Ella se detiene ante una serie de portones. Allí no entra. Ante el portón de la fábrica; de los cuarteles; de los bancos; de los canales de televisión, de los otros grandes medios de comunicación e información; de los partidos políticos... Se detiene ante los legajos de los grandes títulos de la propiedad abusiva. Se detiene, en fin, ante todos los lugares donde se toman o gracias a los que se toman, las más importantes decisiones. Las que habrán de determinar el futuro de las grandes mayorías. Se detiene también ante el portón de los almacenes de alimentos. Su democracia no llega ni tan siquiera a la hora de comer; verdadero lastre bochornoso para todos los seres humanos, comamos o no comamos.
Luchar por la democracia en su pleno y cabal sentido, en su sentido completo, sin portones ante el paso de la gente, conduce a otra sociedad. Para nosotros esa sociedad se llama socialista. Sin la democracia, los/as trabajadores/as, aunque crean vencer, serán vencidos/as: de entre sus propias filas surgirán los/las nuevos/as explotadores/as.
Para los/las trabajadores/as y el pueblo el compromiso con la democracia es un principio. Ella es la idea de una sociedad solidaria de personas libres e iguales. Sin ninguna clase de opresión ni discriminación.
Es por eso que defendemos aún, la reducida democracia actual -producto de la lucha popular y no de la generosidad capitalista- frente a todo intento de limitarla aún más. Sólo debemos aceptar como alternativa un sistema con mayor democracia.
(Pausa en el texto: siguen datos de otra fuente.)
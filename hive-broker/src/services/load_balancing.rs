// Load Balancing Module
//
// INTENTION:
// Pick one provider when several services register the same qualified action
// name. Strategies only return an index; the catalog entry owns the providers.

use dashmap::DashMap;
use rand::Rng;
use std::sync::atomic::{AtomicUsize, Ordering};

use crate::services::action_catalog::ActionProvider;

/// Strategy for choosing among the providers of one action
pub trait LoadBalancingStrategy: Send + Sync {
    /// Return an index into `providers`; only called with at least two providers
    fn select_provider(&self, action_name: &str, providers: &[ActionProvider]) -> usize;
}

/// Cycles through providers, keeping a separate cursor per action name
#[derive(Debug, Default)]
pub struct RoundRobinLoadBalancer {
    cursors: DashMap<String, AtomicUsize>,
}

impl RoundRobinLoadBalancer {
    pub fn new() -> Self {
        Self::default()
    }
}

impl LoadBalancingStrategy for RoundRobinLoadBalancer {
    fn select_provider(&self, action_name: &str, providers: &[ActionProvider]) -> usize {
        if let Some(cursor) = self.cursors.get(action_name) {
            return cursor.fetch_add(1, Ordering::Relaxed) % providers.len();
        }
        self.cursors
            .entry(action_name.to_string())
            .or_default()
            .fetch_add(1, Ordering::Relaxed)
            % providers.len()
    }
}

/// Picks a provider uniformly at random
#[derive(Debug, Default)]
pub struct RandomLoadBalancer;

impl RandomLoadBalancer {
    pub fn new() -> Self {
        Self
    }
}

impl LoadBalancingStrategy for RandomLoadBalancer {
    fn select_provider(&self, _action_name: &str, providers: &[ActionProvider]) -> usize {
        rand::rng().random_range(0..providers.len())
    }
}
// Test utilities for Hive crates
//
// This crate provides test-specific functionality that should not be available
// in production builds. All functions in this crate are for testing only.

use anyhow::{anyhow, Result};
use async_trait::async_trait;
use hive_broker::cachers::{Cacher, MemoryCacher};
use hive_broker::config::{BrokerConfig, LogLevel, LoggingConfig};
use hive_broker::{action_handler, ActionOptions, Context, Service, ServiceBroker, ServiceSchema};
use serde_json::{json, Value};
use std::sync::atomic::{AtomicUsize, Ordering};
use std::sync::Arc;

/// Shared invocation counter for observing handler side effects
#[derive(Debug, Clone, Default)]
pub struct CallCounter(Arc<AtomicUsize>);

impl CallCounter {
    pub fn new() -> Self {
        Self::default()
    }

    pub fn increment(&self) -> usize {
        self.0.fetch_add(1, Ordering::SeqCst) + 1
    }

    pub fn get(&self) -> usize {
        self.0.load(Ordering::SeqCst)
    }
}

/// Logging configuration for tests: warnings and errors only
pub fn test_logging_config() -> LoggingConfig {
    LoggingConfig::new()
        .with_default_level(LogLevel::Warn)
        .with_timestamp(false)
}

/// Create a broker configuration with a unique node id and quiet logging
pub fn create_test_broker_config() -> BrokerConfig {
    BrokerConfig::new(format!("test-node-{}", uuid::Uuid::new_v4()))
        .with_logging_config(test_logging_config())
}

/// Create a broker without a cacher
pub fn create_test_broker() -> ServiceBroker {
    ServiceBroker::new(create_test_broker_config())
}

/// Create a broker with a fresh in-memory cacher, returning both
pub fn create_caching_broker() -> (ServiceBroker, Arc<MemoryCacher>) {
    let cacher = Arc::new(MemoryCacher::new());
    let broker = ServiceBroker::new(create_test_broker_config().with_cacher(cacher.clone()));
    (broker, cacher)
}

/// Cacher whose backend is unreachable
///
/// `unreadable` fails every operation; `unwritable` reports misses and fails
/// only on writes.
#[derive(Debug, Default)]
pub struct FailingCacher {
    fail_reads: bool,
    pub reads: CallCounter,
    pub writes: CallCounter,
}

impl FailingCacher {
    pub fn unreadable() -> Self {
        Self {
            fail_reads: true,
            ..Default::default()
        }
    }

    pub fn unwritable() -> Self {
        Self::default()
    }
}

#[async_trait]
impl Cacher for FailingCacher {
    async fn get(&self, _key: &str) -> Result<Option<Value>> {
        self.reads.increment();
        if self.fail_reads {
            Err(anyhow!("cache backend unavailable"))
        } else {
            Ok(None)
        }
    }

    async fn set(&self, _key: &str, _value: Value) -> Result<()> {
        self.writes.increment();
        Err(anyhow!("cache backend unavailable"))
    }

    async fn has(&self, _key: &str) -> Result<bool> {
        Err(anyhow!("cache backend unavailable"))
    }

    async fn del(&self, _key: &str) -> Result<()> {
        Err(anyhow!("cache backend unavailable"))
    }

    async fn clean(&self) -> Result<()> {
        Err(anyhow!("cache backend unavailable"))
    }
}

/// Five fixture users with ids 1..=5
pub fn fixture_users() -> Vec<Value> {
    (1..=5)
        .map(|id| {
            json!({
                "id": id,
                "userName": format!("user{id}"),
                "email": format!("user{id}@example.com"),
                "firstName": format!("First{id}"),
                "lastName": format!("Last{id}"),
            })
        })
        .collect()
}

/// Ten fixture posts with ids 1..=10, authored round-robin by users 1..=5
pub fn fixture_posts() -> Vec<Value> {
    (1..=10)
        .map(|id| {
            json!({
                "id": id,
                "title": format!("Post #{id}"),
                "author": (id - 1) % 5 + 1,
            })
        })
        .collect()
}

fn find_by_id(items: &[Value], params: &Value) -> Value {
    items
        .iter()
        .find(|item| item["id"] == params["id"])
        .cloned()
        .unwrap_or(Value::Null)
}

/// `users` service: `find`, and a cached `get` whose invocations are counted
pub fn users_schema(get_calls: CallCounter) -> ServiceSchema {
    let users = Arc::new(fixture_users());
    let all_users = users.clone();

    ServiceSchema::new("users")
        .with_action(
            "find",
            action_handler(move |ctx: Arc<Context>| {
                let users = all_users.clone();
                async move { Ok(ctx.result(Value::Array(users.to_vec()))) }
            }),
        )
        .with_action(
            "get",
            ActionOptions::new()
                .with_cache(true)
                .with_handler(action_handler(move |ctx: Arc<Context>| {
                    let users = users.clone();
                    let get_calls = get_calls.clone();
                    async move {
                        get_calls.increment();
                        Ok(ctx.result(find_by_id(&users, &ctx.params)))
                    }
                })),
        )
}

/// `posts` service: cached `find` (resolves authors through `users.get`),
/// `get`, and `author` (nested `posts.get` then `users.get`)
pub fn posts_schema(find_calls: CallCounter) -> ServiceSchema {
    let posts = Arc::new(fixture_posts());
    let find_posts = posts.clone();

    ServiceSchema::new("posts")
        .with_action(
            "find",
            ActionOptions::new().with_cache(true).with_handler(action_handler(
                move |ctx: Arc<Context>| {
                    let posts = find_posts.clone();
                    let find_calls = find_calls.clone();
                    async move {
                        find_calls.increment();
                        ctx.debug("Find posts...");
                        let mut result = Vec::with_capacity(posts.len());
                        for post in posts.iter() {
                            let mut post = post.clone();
                            let user = ctx
                                .call("users.get", json!({ "id": post["author"] }))
                                .await?;
                            post["author"] = json!({
                                "id": user["id"],
                                "userName": user["userName"],
                                "email": user["email"],
                            });
                            result.push(post);
                        }
                        Ok(ctx.result(Value::Array(result)))
                    }
                },
            )),
        )
        .with_action(
            "get",
            action_handler(move |ctx: Arc<Context>| {
                let posts = posts.clone();
                async move { Ok(ctx.result(find_by_id(&posts, &ctx.params))) }
            }),
        )
        .with_action(
            "author",
            action_handler(|ctx: Arc<Context>| async move {
                let post = ctx.call("posts.get", ctx.params.clone()).await?;
                ctx.call("users.get", json!({ "id": post["author"] })).await
            }),
        )
        .with_created(Arc::new(|service: &Service| {
            service.logger.info("Posts service created!");
        }))
}

#[cfg(test)]
mod tests {
    use super::*;

    #[test]
    fn fixture_posts_reference_existing_users() {
        let users = fixture_users();
        for post in fixture_posts() {
            let author = find_by_id(&users, &json!({ "id": post["author"] }));
            assert!(!author.is_null(), "post {} has no author", post["id"]);
        }
    }

    #[test]
    fn call_counter_is_shared_between_clones() {
        let counter = CallCounter::new();
        let clone = counter.clone();
        clone.increment();
        clone.increment();
        assert_eq!(counter.get(), 2);
    }
}
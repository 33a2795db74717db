// Event routing
//
// Event names are dot-separated segments (`request.rest.posts`). A subscription
// pattern uses the same syntax plus two wildcard tokens:
// - `*`  matches exactly one arbitrary segment, at any position
// - `**` matches the remaining segments (zero or more) and must be last
//
// Matching is a single left-to-right walk over the segments; no regular
// expressions are compiled.

use std::fmt;
use thiserror::Error;

/// Token for a single-segment wildcard
pub const SINGLE_WILDCARD: &str = "*";
/// Token for a multi-segment (tail) wildcard
pub const MULTI_WILDCARD: &str = "**";

#[derive(Debug, Clone, PartialEq, Eq, Error)]
pub enum PatternError {
    #[error("event pattern can't be empty")]
    Empty,
    #[error("event pattern '{0}' contains an empty segment")]
    EmptySegment(String),
    #[error("multi-segment wildcard must be the last segment of '{0}'")]
    MisplacedMultiWildcard(String),
}

/// One segment of a parsed pattern
#[derive(Debug, Clone, PartialEq, Eq, Hash)]
pub enum PatternSegment {
    Literal(String),
    SingleWildcard,
    MultiWildcard,
}

impl PatternSegment {
    fn parse(segment: &str) -> Self {
        match segment {
            SINGLE_WILDCARD => PatternSegment::SingleWildcard,
            MULTI_WILDCARD => PatternSegment::MultiWildcard,
            literal => PatternSegment::Literal(literal.to_string()),
        }
    }
}

/// A parsed event subscription pattern
#[derive(Debug, Clone, PartialEq, Eq, Hash)]
pub struct EventPattern {
    raw: String,
    segments: Vec<PatternSegment>,
}

impl EventPattern {
    /// Parse and validate a pattern
    pub fn new(pattern: &str) -> Result<Self, PatternError> {
        if pattern.is_empty() {
            return Err(PatternError::Empty);
        }

        let segments: Vec<PatternSegment> = pattern.split('.').map(PatternSegment::parse).collect();

        if pattern.split('.').any(str::is_empty) {
            return Err(PatternError::EmptySegment(pattern.to_string()));
        }

        let last = segments.len() - 1;
        if segments[..last].contains(&PatternSegment::MultiWildcard) {
            return Err(PatternError::MisplacedMultiWildcard(pattern.to_string()));
        }

        Ok(Self {
            raw: pattern.to_string(),
            segments,
        })
    }

    pub fn as_str(&self) -> &str {
        &self.raw
    }

    pub fn segments(&self) -> &[PatternSegment] {
        &self.segments
    }

    /// True when the pattern contains any wildcard token
    pub fn is_pattern(&self) -> bool {
        self.segments
            .iter()
            .any(|s| !matches!(s, PatternSegment::Literal(_)))
    }

    pub fn has_multi_wildcard(&self) -> bool {
        matches!(self.segments.last(), Some(PatternSegment::MultiWildcard))
    }

    /// Check an event name against this pattern
    ///
    /// Without a trailing `**` the segment counts must be equal. With it, the
    /// event must start with the remaining pattern segments and may carry any
    /// number of extra segments, including none.
    pub fn matches(&self, event_name: &str) -> bool {
        let mut event_segments = event_name.split('.');

        for segment in &self.segments {
            match segment {
                PatternSegment::MultiWildcard => return true,
                PatternSegment::SingleWildcard => {
                    if event_segments.next().is_none() {
                        return false;
                    }
                }
                PatternSegment::Literal(literal) => match event_segments.next() {
                    Some(candidate) if candidate == literal => {}
                    _ => return false,
                },
            }
        }

        event_segments.next().is_none()
    }
}

impl fmt::Display for EventPattern {
    fn fmt(&self, f: &mut fmt::Formatter<'_>) -> fmt::Result {
        f.write_str(&self.raw)
    }
}

impl TryFrom<&str> for EventPattern {
    type Error = PatternError;

    fn try_from(value: &str) -> Result<Self, Self::Error> {
        EventPattern::new(value)
    }
}
//! API-specific error types
//!
//! Classifies failed backend calls before they cross into the domain as
//! [`KompeteError`].

use std::time::Duration;

use kompete_domain::KompeteError;
use thiserror::Error;

/// Categories of API errors
#[derive(Debug, Clone, Copy, PartialEq, Eq)]
pub enum ApiErrorCategory {
    /// 401 - the session is no longer valid
    Authentication,
    /// 404 - project, report or version does not exist
    NotFound,
    /// Server errors (5xx)
    Server,
    /// Client errors (4xx except 401/404)
    Client,
    /// Network/connection errors and timeouts
    Network,
    /// Response body did not have the expected shape
    Decode,
    /// Configuration errors
    Config,
}

/// API operation errors
///
/// `Server` and `Client` carry the backend's own `error` message, or the
/// generic "Request failed" when the body had none.
#[derive(Debug, Clone, PartialEq, Eq, Error)]
pub enum ApiError {
    #[error("Authentication failed: {0}")]
    Auth(String),

    #[error("Not found: {0}")]
    NotFound(String),

    #[error("{0}")]
    Server(String),

    #[error("{0}")]
    Client(String),

    #[error("Network error: {0}")]
    Network(String),

    #[error("Timeout after {0:?}")]
    Timeout(Duration),

    #[error("Failed to decode response: {0}")]
    Decode(String),

    #[error("Configuration error: {0}")]
    Config(String),
}

impl ApiError {
    /// Get the error category for this error
    pub fn category(&self) -> ApiErrorCategory {
        match self {
            Self::Auth(_) => ApiErrorCategory::Authentication,
            Self::NotFound(_) => ApiErrorCategory::NotFound,
            Self::Server(_) => ApiErrorCategory::Server,
            Self::Client(_) => ApiErrorCategory::Client,
            Self::Network(_) | Self::Timeout(_) => ApiErrorCategory::Network,
            Self::Decode(_) => ApiErrorCategory::Decode,
            Self::Config(_) => ApiErrorCategory::Config,
        }
    }

    /// Whether asking again later may succeed.
    pub fn is_transient(&self) -> bool {
        matches!(self.category(), ApiErrorCategory::Server | ApiErrorCategory::Network)
    }
}

impl From<ApiError> for KompeteError {
    fn from(err: ApiError) -> Self {
        match err {
            ApiError::Auth(message) => Self::Auth(message),
            ApiError::NotFound(message) => Self::NotFound(message),
            ApiError::Server(message) | ApiError::Client(message) => Self::Backend(message),
            ApiError::Network(message) => Self::Network(message),
            ApiError::Timeout(after) => Self::Timeout(format!("no response after {after:?}")),
            ApiError::Decode(message) => Self::Decode(message),
            ApiError::Config(message) => Self::Config(message),
        }
    }
}

/// Transport failures surface from [`crate::http::HttpClient`] as domain
/// errors already; fold them back into the API taxonomy.
impl From<KompeteError> for ApiError {
    fn from(err: KompeteError) -> Self {
        match err {
            KompeteError::Auth(message) => Self::Auth(message),
            KompeteError::NotFound(message) => Self::NotFound(message),
            KompeteError::Backend(message) | KompeteError::InvalidInput(message) => {
                Self::Client(message)
            }
            KompeteError::Decode(message) => Self::Decode(message),
            KompeteError::Config(message) => Self::Config(message),
            KompeteError::Timeout(message) | KompeteError::Network(message) => {
                Self::Network(message)
            }
            KompeteError::Internal(message) => Self::Server(message),
            KompeteError::Cancelled => Self::Network("request cancelled".into()),
        }
    }
}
Ya dijimos que para nosotros la emancipación de los trabajadores o sea de la inmensa mayoría, será obra de los trabajadores mismos. Ello conlleva una concepción directa de la democracia en todos sus aspectos.
Estamos en contra de los diversos modos de intermediación que, como la experiencia muestra, sólo sirven para manipular en contra de las grandes mayorías los resortes del poder, generando además nuevas modalidades de opresión. Si el poder, como ya vimos, descansa en la conciencia de las mayorías, ellas deben ejercerlo directamente. El poder no es para un partido ni para un ejército por más que se crea o diga representante de los intereses de la mayoría.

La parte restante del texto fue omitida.